Какой сон! Сон как рукой сняло и безо всяких стимуляторов. Я откинулся в кресле, затушил один окурок и тут же кинул в рот другую сигарету. Тот самый американский подполковник. Один собственной персоной! Стоит, ждёт, наблюдает за выходом из моего "Бегемота". После выхода Тамма, оживился. Проводил взглядом его. Отпустил такси на метров двести, сел в машину и поехал следом. Сам за рулём. Был там ещё кто не видно. Испарина на лбу.
Если они его вот так "пасут", то могли и утреннею встречу зафиксировать. Спокойно, мужик, спокойно. Думаем. Вспоминаем. Дым в потолок. Когда не видишь сигаретного дыма, то и нет такого удовольствия. От этого, наверное, рождённые слепыми не курят, а ослепшие, зачастую бросают курить. Не видят дыма. Нет ощущения полноты картины. Как у меня сейчас с американцами. Нет полноты картины. Нет понимания их действий.
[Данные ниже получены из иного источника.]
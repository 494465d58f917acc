//! Windows Memory Management Core with Real Win32 APIs

use tracing::{info, warn};
use windows::Win32::System::Memory::SetSystemFileCacheSize;
use windows::Win32::System::SystemInformation::{GlobalMemoryStatusEx, MEMORYSTATUSEX};
use windows::Win32::System::Threading::{
    GetCurrentProcess, SetPriorityClass, HIGH_PRIORITY_CLASS, IDLE_PRIORITY_CLASS,
    NORMAL_PRIORITY_CLASS,
};

use super::{ntdll, process, volume};
use crate::core::capability::OsVersion;
use crate::core::config::Priority;
use crate::platform::{
    MemoryApi, MemoryCounters, PlatformResult, ProcessEntry, VolumeHandle,
};
use crate::security::privileges::enable_token_privilege;
use crate::windows::ffi::SystemInformationRequest;

pub struct WindowsMemoryApi {
    os: OsVersion,
    is_64bit: bool,
    has_admin: bool,
}

impl WindowsMemoryApi {
    pub fn new() -> Self {
        let has_admin = Self::check_admin();
        if !has_admin {
            warn!("Running without admin - most memory areas will fail");
        } else {
            info!("Running with admin privileges - full optimization available");
        }
        Self {
            os: ntdll::os_version(),
            is_64bit: Self::check_64bit_os(),
            has_admin,
        }
    }

    fn check_admin() -> bool {
        use std::mem::size_of;
        use windows::Win32::Foundation::HANDLE;
        use windows::Win32::Security::{GetTokenInformation, TokenElevation, TOKEN_ELEVATION, TOKEN_QUERY};
        use windows::Win32::System::Threading::OpenProcessToken;

        use super::handle::OwnedHandle;

        unsafe {
            let mut token = HANDLE::default();
            if OpenProcessToken(GetCurrentProcess(), TOKEN_QUERY, &mut token).is_err() {
                return false;
            }
            let token = OwnedHandle::new(token);

            let mut elevation = TOKEN_ELEVATION::default();
            let mut size = 0u32;
            let result = GetTokenInformation(
                token.raw(),
                TokenElevation,
                Some(&mut elevation as *mut _ as *mut _),
                size_of::<TOKEN_ELEVATION>() as u32,
                &mut size,
            );
            result.is_ok() && elevation.TokenIsElevated != 0
        }
    }

    /// A 32-bit build still talks to a 64-bit kernel under WOW64.
    fn check_64bit_os() -> bool {
        if cfg!(target_pointer_width = "64") {
            return true;
        }
        use windows::Win32::Foundation::BOOL;
        use windows::Win32::System::Threading::IsWow64Process;

        let mut wow64 = BOOL::default();
        unsafe { IsWow64Process(GetCurrentProcess(), &mut wow64).is_ok() && wow64.as_bool() }
    }
}

impl Default for WindowsMemoryApi {
    fn default() -> Self {
        Self::new()
    }
}

impl MemoryApi for WindowsMemoryApi {
    fn os_version(&self) -> OsVersion {
        self.os
    }

    fn is_64bit(&self) -> bool {
        self.is_64bit
    }

    fn is_elevated(&self) -> bool {
        self.has_admin
    }

    fn memory_counters(&self) -> PlatformResult<MemoryCounters> {
        let mut status = MEMORYSTATUSEX {
            dwLength: std::mem::size_of::<MEMORYSTATUSEX>() as u32,
            ..Default::default()
        };
        unsafe { GlobalMemoryStatusEx(&mut status)? };

        Ok(MemoryCounters {
            memory_load: Some(status.dwMemoryLoad),
            total_physical: status.ullTotalPhys,
            available_physical: status.ullAvailPhys,
            total_virtual: status.ullTotalPageFile,
            available_virtual: status.ullAvailPageFile,
        })
    }

    fn enable_privilege(&self, name: &str) -> bool {
        match enable_token_privilege(name) {
            Ok(()) => true,
            Err(e) => {
                tracing::debug!("Enabling {} failed: {}", name, e);
                false
            }
        }
    }

    fn processes(&self) -> PlatformResult<Vec<ProcessEntry>> {
        Ok(process::list_processes())
    }

    fn empty_working_set(&self, pid: u32) -> PlatformResult<()> {
        process::trim_working_set(pid)
    }

    fn set_system_information(&self, request: SystemInformationRequest) -> PlatformResult<()> {
        ntdll::set_system_information(request, self.is_64bit)
    }

    fn flush_system_file_cache(&self) -> PlatformResult<()> {
        unsafe { SetSystemFileCacheSize(usize::MAX, usize::MAX, 0)? };
        Ok(())
    }

    fn fixed_volumes(&self) -> Vec<String> {
        volume::fixed_volumes()
    }

    fn open_volume(&self, root: &str) -> Option<Box<dyn VolumeHandle>> {
        match volume::WindowsVolume::open(root) {
            Ok(volume) => Some(Box::new(volume)),
            Err(e) => {
                tracing::debug!("Cannot open volume {}: {}", root, e);
                None
            }
        }
    }

    fn release_own_memory(&self) -> PlatformResult<()> {
        process::trim_own_working_set()
    }

    fn apply_priority(&self, priority: Priority) -> PlatformResult<()> {
        let class = match priority {
            Priority::Low => IDLE_PRIORITY_CLASS,
            Priority::Normal => NORMAL_PRIORITY_CLASS,
            Priority::High => HIGH_PRIORITY_CLASS,
        };
        unsafe { SetPriorityClass(GetCurrentProcess(), class)? };
        Ok(())
    }
}
//! Background service: busy flag, one-shot runs and the daemon loop

use std::future::Future;
use std::sync::atomic::{AtomicBool, Ordering};
use std::sync::Arc;
use std::time::{Duration, Instant};
use tokio::task::JoinHandle;
use tracing::{debug, info, warn};

use crate::core::areas::{MemoryAreas, OptimizationReason};
use crate::core::config::OptimizerConfig;
use crate::core::memory::{read_snapshot, MemorySnapshot, ReleasedMemory};
use crate::core::optimizer::{OptimizationReport, Optimizer, ProgressUpdate};
use crate::core::scheduler::AutoOptimizationPolicy;
use crate::monitor::MemoryMonitor;
use crate::platform::MemoryApi;

/// How often the daemon asks the policy whether a run is due.
pub const POLICY_CHECK_INTERVAL: Duration = Duration::from_secs(10);

/// Set while an optimization runs. Cloning shares the flag.
#[derive(Debug, Clone, Default)]
pub struct BusyFlag(Arc<AtomicBool>);

impl BusyFlag {
    pub fn new() -> Self {
        Self::default()
    }

    /// `None` when a run is already active.
    pub fn try_acquire(&self) -> Option<BusyGuard> {
        self.0
            .compare_exchange(false, true, Ordering::AcqRel, Ordering::Acquire)
            .ok()
            .map(|_| BusyGuard(Arc::clone(&self.0)))
    }

    pub fn is_busy(&self) -> bool {
        self.0.load(Ordering::Acquire)
    }
}

/// Clears the busy flag on drop.
#[derive(Debug)]
pub struct BusyGuard(Arc<AtomicBool>);

impl Drop for BusyGuard {
    fn drop(&mut self) {
        self.0.store(false, Ordering::Release);
    }
}

/// Result of one service-level run.
#[derive(Debug, Clone)]
pub struct ServiceOutcome {
    pub report: OptimizationReport,
    pub before: Option<MemorySnapshot>,
    pub after: Option<MemorySnapshot>,
    /// Present when both snapshot reads succeeded
    pub released: Option<ReleasedMemory>,
    pub notification: Option<String>,
}

pub struct OptimizationService {
    optimizer: Optimizer,
    config: OptimizerConfig,
    busy: BusyFlag,
}

impl OptimizationService {
    pub fn new(api: Arc<dyn MemoryApi>, config: OptimizerConfig) -> Self {
        Self {
            optimizer: Optimizer::new(api),
            config,
            busy: BusyFlag::new(),
        }
    }

    pub fn optimizer(&self) -> &Optimizer {
        &self.optimizer
    }

    pub fn config(&self) -> &OptimizerConfig {
        &self.config
    }

    pub fn busy(&self) -> &BusyFlag {
        &self.busy
    }

    /// Configured areas this OS can actually optimize.
    pub fn effective_areas(&self) -> MemoryAreas {
        self.config.effective_areas(self.optimizer.capabilities())
    }

    /// Run the configured areas once. Returns `None` if a run is already active.
    pub fn optimize<F>(&self, reason: OptimizationReason, progress: F) -> Option<ServiceOutcome>
    where
        F: FnMut(ProgressUpdate<'_>),
    {
        let Some(_guard) = self.busy.try_acquire() else {
            debug!("Optimization already running, skipping {} request", reason);
            return None;
        };

        let api = self.optimizer.api().as_ref();
        if let Err(e) = api.apply_priority(self.config.run_on_priority) {
            debug!("Could not apply {:?} priority: {}", self.config.run_on_priority, e);
        }

        let before = snapshot_or_warn(api, "before");
        let report = self.optimizer.optimize(
            self.effective_areas(),
            reason,
            &self.config.process_exclusion_list,
            progress,
        );
        let after = snapshot_or_warn(api, "after");

        let released = match (&before, &after) {
            (Some(before), Some(after)) => Some(ReleasedMemory::between(before, after)),
            _ => None,
        };

        let notification = released
            .filter(|_| self.config.show_optimization_notifications)
            .filter(|_| report.succeeded().next().is_some())
            .map(|released| released.summary(self.config.show_virtual_memory));
        if let Some(message) = &notification {
            info!("{}", message.replace("\n\n", ": "));
        }

        Some(ServiceOutcome { report, before, after, released, notification })
    }
}

fn snapshot_or_warn(api: &dyn MemoryApi, when: &str) -> Option<MemorySnapshot> {
    match read_snapshot(api) {
        Ok(snapshot) => Some(snapshot),
        Err(e) => {
            warn!("Memory snapshot {} optimization failed: {}", when, e);
            None
        }
    }
}

/// Poll memory and run automatic optimizations until Ctrl-C.
pub async fn run_daemon(service: Arc<OptimizationService>, monitor: Arc<MemoryMonitor>) {
    run_daemon_until(service, monitor, async {
        if let Err(e) = tokio::signal::ctrl_c().await {
            warn!("Failed to listen for Ctrl-C: {}", e);
        }
    })
    .await
}

/// Daemon loop that stops when `shutdown` completes.
///
/// A run in progress at shutdown is awaited, never cancelled.
pub async fn run_daemon_until<S>(service: Arc<OptimizationService>, monitor: Arc<MemoryMonitor>, shutdown: S)
where
    S: Future<Output = ()>,
{
    let mut policy = AutoOptimizationPolicy::new(service.config(), service.effective_areas(), Instant::now());
    if policy.is_enabled() {
        info!("Automatic optimization enabled for: {}", service.effective_areas());
    } else {
        info!("Automatic optimization disabled, monitoring only");
    }

    let mut poll = tokio::time::interval(monitor.interval());
    let mut check = tokio::time::interval(POLICY_CHECK_INTERVAL);
    let mut in_flight: Option<JoinHandle<Option<ServiceOutcome>>> = None;

    tokio::pin!(shutdown);

    loop {
        tokio::select! {
            _ = &mut shutdown => {
                info!("Shutting down");
                break;
            }
            _ = poll.tick() => {
                if let Ok(snapshot) = monitor.refresh().await {
                    debug!("{}", snapshot.physical);
                }
            }
            _ = check.tick() => {
                if service.busy().is_busy() {
                    continue;
                }
                let snapshot = monitor.latest().await;
                if let Some(reason) = policy.evaluate(Instant::now(), snapshot.as_deref()) {
                    info!("Starting {} optimization", reason);
                    let service = Arc::clone(&service);
                    in_flight = Some(tokio::task::spawn_blocking(move || {
                        service.optimize(reason, |p| debug!("[{}%] {}", p.percentage(), p.label))
                    }));
                }
            }
        }
    }

    if let Some(handle) = in_flight.take() {
        if !handle.is_finished() {
            info!("Waiting for the running optimization to finish");
        }
        if let Err(e) = handle.await {
            warn!("Optimization worker failed: {}", e);
        }
    }
}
Устроился поудобнее в кресле, закрыл глаза, вспоминай всю встречу утром. Мелочи. Детали. Лица бегунов. Номера машин. Кто был в машинах. Подозрительная суета. Мне ещё провала не хватало!
Суеты не было на встрече.
От самого выхода из квартиры. Что видел? Кого встречал? Какие машины? Номера машин? Лица водителей? Кто ещё был в машинах? Пассажиры?
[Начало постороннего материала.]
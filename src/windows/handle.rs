//! Owned Win32 handles

use windows::Win32::Foundation::{CloseHandle, HANDLE};

/// Closes the wrapped handle on drop.
#[derive(Debug)]
pub struct OwnedHandle(HANDLE);

impl OwnedHandle {
    /// Take ownership of `handle`. Pseudo handles must not be wrapped.
    pub fn new(handle: HANDLE) -> Self {
        Self(handle)
    }

    pub fn raw(&self) -> HANDLE {
        self.0
    }
}

impl Drop for OwnedHandle {
    fn drop(&mut self) {
        if !self.0.is_invalid() {
            unsafe {
                let _ = CloseHandle(self.0);
            }
        }
    }
}
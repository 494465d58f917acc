//! Memory Optimization Engine
//!
//! Sequences a fixed set of privilege-gated OS memory reclamation operations,
//! tracks progress and partial failure across them, and reports an aggregate
//! result.
//!
//! ## Features
//!
//! - **Reclamation Operations**: process and system working sets, modified and
//!   standby page lists, page combining, per-volume file cache flush
//! - **Capability Probe**: areas filtered by OS version before a run
//! - **Orchestrator**: fixed ordering, progress callbacks, aggregated logs
//! - **Monitoring**: polled memory snapshots with bounded history
//! - **Service**: busy flag, scheduled and usage-triggered runs
//!
//! ## Safety
//!
//! - Excluded processes are never trimmed
//! - One failing operation never aborts the run
//! - Native handles are closed on every exit path

pub mod core;
pub mod monitor;
pub mod platform;
pub mod security;
pub mod service;
pub mod windows;

// Re-exports
pub use crate::core::areas::{MemoryArea, MemoryAreas, OptimizationReason};
pub use crate::core::capability::{Capabilities, OsVersion};
pub use crate::core::config::{ConfigError, ExclusionList, OptimizerConfig, Priority};
pub use crate::core::memory::{read_snapshot, MemorySnapshot, MemoryStats, ReleasedMemory};
pub use crate::core::operations::{Operation, OperationError};
pub use crate::core::optimizer::{OptimizationReport, Optimizer, ProgressUpdate, RunState};
pub use monitor::MemoryMonitor;
pub use platform::{create_platform, MemoryApi, PlatformError, PlatformResult};
pub use security::privileges::{Privilege, PrivilegeElevator};
pub use service::{BusyFlag, OptimizationService, ServiceOutcome};
//! Scripted `MemoryApi` for tests
//!
//! Every call is recorded so tests can assert on order and arguments.

use std::collections::{HashMap, HashSet, VecDeque};
use std::sync::{Arc, Mutex};

use super::traits::{
    MemoryApi, MemoryCounters, PlatformError, PlatformResult, ProcessEntry, VolumeHandle,
};
use crate::core::capability::OsVersion;
use crate::core::config::Priority;
use crate::security::privileges::Privilege;
use crate::windows::ffi::SystemInformationRequest;

#[derive(Debug, Clone, PartialEq, Eq)]
pub enum MockCall {
    EnablePrivilege(String),
    Processes,
    EmptyWorkingSet(u32),
    SetSystemInformation(SystemInformationRequest),
    FlushSystemFileCache,
    OpenVolume(String),
    ResetWriteOrder(String),
    DiscardCache(String),
    FlushVolume(String),
    ReleaseOwnMemory,
    ApplyPriority(Priority),
}

#[derive(Debug, Clone, Default)]
struct MockVolume {
    root: String,
    openable: bool,
    reset_failure: Option<PlatformError>,
    discard_failure: Option<PlatformError>,
    flush_failure: Option<PlatformError>,
}

type CallLog = Arc<Mutex<Vec<MockCall>>>;

pub struct MockMemoryApi {
    os: OsVersion,
    is_64bit: bool,
    counters: Mutex<VecDeque<PlatformResult<MemoryCounters>>>,
    denied: HashSet<String>,
    processes: Vec<ProcessEntry>,
    process_list_failure: Option<PlatformError>,
    trim_failures: HashMap<u32, PlatformError>,
    system_failures: HashMap<SystemInformationRequest, PlatformError>,
    file_cache_flush_failure: Option<PlatformError>,
    volumes: Vec<MockVolume>,
    release_failure: Option<PlatformError>,
    calls: CallLog,
}

impl MockMemoryApi {
    pub fn new(os: OsVersion) -> Self {
        Self {
            os,
            is_64bit: true,
            counters: Mutex::new(VecDeque::from([Ok(MemoryCounters {
                memory_load: None,
                total_physical: 16 << 30,
                available_physical: 8 << 30,
                total_virtual: 24 << 30,
                available_virtual: 12 << 30,
            })])),
            denied: HashSet::new(),
            processes: Vec::new(),
            process_list_failure: None,
            trim_failures: HashMap::new(),
            system_failures: HashMap::new(),
            file_cache_flush_failure: None,
            volumes: Vec::new(),
            release_failure: None,
            calls: Arc::new(Mutex::new(Vec::new())),
        }
    }

    pub fn windows_10() -> Self {
        Self::new(OsVersion::new(10, 0, 19045))
    }

    pub fn with_64bit(mut self, is_64bit: bool) -> Self {
        self.is_64bit = is_64bit;
        self
    }

    /// Every read returns these counters.
    pub fn with_counters(self, counters: MemoryCounters) -> Self {
        self.with_counter_sequence(vec![Ok(counters)])
    }

    /// Reads consume the sequence in order; the last entry repeats.
    pub fn with_counter_sequence(self, sequence: Vec<PlatformResult<MemoryCounters>>) -> Self {
        *self.counters.lock().unwrap() = sequence.into();
        self
    }

    pub fn deny_privilege(mut self, privilege: Privilege) -> Self {
        self.denied.insert(privilege.name().to_string());
        self
    }

    pub fn with_process(mut self, pid: u32, name: &str) -> Self {
        self.processes.push(ProcessEntry::new(pid, name));
        self
    }

    pub fn fail_process_list(mut self, error: PlatformError) -> Self {
        self.process_list_failure = Some(error);
        self
    }

    pub fn fail_trim(mut self, pid: u32, error: PlatformError) -> Self {
        self.trim_failures.insert(pid, error);
        self
    }

    pub fn fail_system_information(mut self, request: SystemInformationRequest, error: PlatformError) -> Self {
        self.system_failures.insert(request, error);
        self
    }

    pub fn fail_file_cache_flush(mut self, error: PlatformError) -> Self {
        self.file_cache_flush_failure = Some(error);
        self
    }

    pub fn with_volume(mut self, root: &str) -> Self {
        self.volumes.push(MockVolume { root: root.to_string(), openable: true, ..Default::default() });
        self
    }

    pub fn with_locked_volume(mut self, root: &str) -> Self {
        self.volumes.push(MockVolume { root: root.to_string(), openable: false, ..Default::default() });
        self
    }

    pub fn fail_volume_reset(self, root: &str, error: PlatformError) -> Self {
        self.edit_volume(root, |volume| volume.reset_failure = Some(error))
    }

    pub fn fail_volume_discard(self, root: &str, error: PlatformError) -> Self {
        self.edit_volume(root, |volume| volume.discard_failure = Some(error))
    }

    pub fn fail_volume_flush(self, root: &str, error: PlatformError) -> Self {
        self.edit_volume(root, |volume| volume.flush_failure = Some(error))
    }

    pub fn fail_release(mut self, error: PlatformError) -> Self {
        self.release_failure = Some(error);
        self
    }

    fn edit_volume(mut self, root: &str, edit: impl FnOnce(&mut MockVolume)) -> Self {
        if let Some(volume) = self.volumes.iter_mut().find(|v| v.root == root) {
            edit(volume);
        }
        self
    }

    fn record(&self, call: MockCall) {
        self.calls.lock().unwrap().push(call);
    }

    pub fn calls(&self) -> Vec<MockCall> {
        self.calls.lock().unwrap().clone()
    }

    pub fn privilege_requests(&self) -> Vec<String> {
        self.calls()
            .into_iter()
            .filter_map(|call| match call {
                MockCall::EnablePrivilege(name) => Some(name),
                _ => None,
            })
            .collect()
    }

    pub fn trimmed_pids(&self) -> Vec<u32> {
        self.calls()
            .into_iter()
            .filter_map(|call| match call {
                MockCall::EmptyWorkingSet(pid) => Some(pid),
                _ => None,
            })
            .collect()
    }

    pub fn system_requests(&self) -> Vec<SystemInformationRequest> {
        self.calls()
            .into_iter()
            .filter_map(|call| match call {
                MockCall::SetSystemInformation(request) => Some(request),
                _ => None,
            })
            .collect()
    }
}

impl MemoryApi for MockMemoryApi {
    fn os_version(&self) -> OsVersion {
        self.os
    }

    fn is_64bit(&self) -> bool {
        self.is_64bit
    }

    fn memory_counters(&self) -> PlatformResult<MemoryCounters> {
        let mut sequence = self.counters.lock().unwrap();
        if sequence.len() > 1 {
            sequence.pop_front().unwrap()
        } else {
            sequence
                .front()
                .cloned()
                .unwrap_or_else(|| Err(PlatformError::NotSupported("memory counters".into())))
        }
    }

    fn enable_privilege(&self, name: &str) -> bool {
        self.record(MockCall::EnablePrivilege(name.to_string()));
        !self.denied.contains(name)
    }

    fn processes(&self) -> PlatformResult<Vec<ProcessEntry>> {
        self.record(MockCall::Processes);
        match &self.process_list_failure {
            Some(error) => Err(error.clone()),
            None => Ok(self.processes.clone()),
        }
    }

    fn empty_working_set(&self, pid: u32) -> PlatformResult<()> {
        self.record(MockCall::EmptyWorkingSet(pid));
        match self.trim_failures.get(&pid) {
            Some(error) => Err(error.clone()),
            None => Ok(()),
        }
    }

    fn set_system_information(&self, request: SystemInformationRequest) -> PlatformResult<()> {
        self.record(MockCall::SetSystemInformation(request));
        match self.system_failures.get(&request) {
            Some(error) => Err(error.clone()),
            None => Ok(()),
        }
    }

    fn flush_system_file_cache(&self) -> PlatformResult<()> {
        self.record(MockCall::FlushSystemFileCache);
        match &self.file_cache_flush_failure {
            Some(error) => Err(error.clone()),
            None => Ok(()),
        }
    }

    fn fixed_volumes(&self) -> Vec<String> {
        self.volumes.iter().map(|v| v.root.clone()).collect()
    }

    fn open_volume(&self, root: &str) -> Option<Box<dyn VolumeHandle>> {
        self.record(MockCall::OpenVolume(root.to_string()));
        let volume = self.volumes.iter().find(|v| v.root == root && v.openable)?;
        Some(Box::new(MockVolumeHandle { volume: volume.clone(), calls: Arc::clone(&self.calls) }))
    }

    fn release_own_memory(&self) -> PlatformResult<()> {
        self.record(MockCall::ReleaseOwnMemory);
        match &self.release_failure {
            Some(error) => Err(error.clone()),
            None => Ok(()),
        }
    }

    fn apply_priority(&self, priority: Priority) -> PlatformResult<()> {
        self.record(MockCall::ApplyPriority(priority));
        Ok(())
    }
}

struct MockVolumeHandle {
    volume: MockVolume,
    calls: CallLog,
}

impl MockVolumeHandle {
    fn outcome(&self, call: MockCall, failure: &Option<PlatformError>) -> PlatformResult<()> {
        self.calls.lock().unwrap().push(call);
        match failure {
            Some(error) => Err(error.clone()),
            None => Ok(()),
        }
    }
}

impl VolumeHandle for MockVolumeHandle {
    fn root(&self) -> &str {
        &self.volume.root
    }

    fn reset_write_order(&mut self) -> PlatformResult<()> {
        self.outcome(MockCall::ResetWriteOrder(self.volume.root.clone()), &self.volume.reset_failure)
    }

    fn discard_cache(&mut self) -> PlatformResult<()> {
        self.outcome(MockCall::DiscardCache(self.volume.root.clone()), &self.volume.discard_failure)
    }

    fn flush(&mut self) -> PlatformResult<()> {
        self.outcome(MockCall::FlushVolume(self.volume.root.clone()), &self.volume.flush_failure)
    }
}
В замедленном воспроизведении прогоняю. Это соседки из соседнего дома на пробежке. Это молочник. Этот - водитель доставки рыбы. Здесь - никого. Здесь я смотрю в зеркало заднего вида. Никого. Перекрёсток, какая-то машина сворачивает во двор у меня за спиной. Номер? Как давно она ехала за мной? Приметы машины? Она выехала квартал назад с перпендикулярной улицы, к моему движению, свернула во двор, не проехав и квартала. Так не "ведут" объект наблюдения. Менее тридцати секунд.
Не расслабляйся, и не питай иллюзий. Самоуспокоенность приведёт к пропасти. Могли и дрона запустить, что с воздуха вести наблюдение. Но для этого надо иметь веские основания. Думай. Что тебе могло, не понравится? Мысленно пробежался в мельчайших подробностях до встречи с Таммом, всю встречу с ним.
Нет подозрительных объектов. И почему ведёт наружное наблюдение кадровый офицер, а специальные службы? "Вели" Тамма, а не меня. Так ли он чист? Не понятно. Стоит обратиться в контрразведывательные службы Бельгии или иной страны, и вся картина по Тамму будет ясна. А вот так... По-дилетантски... Изображать пьяного, раньше выйти из кафе, чтобы проследить до дома... Зачем? Профессиональные разведчики наружного наблюдения, сделает это качественно и незаметно для объекта оперативной заинтересованности.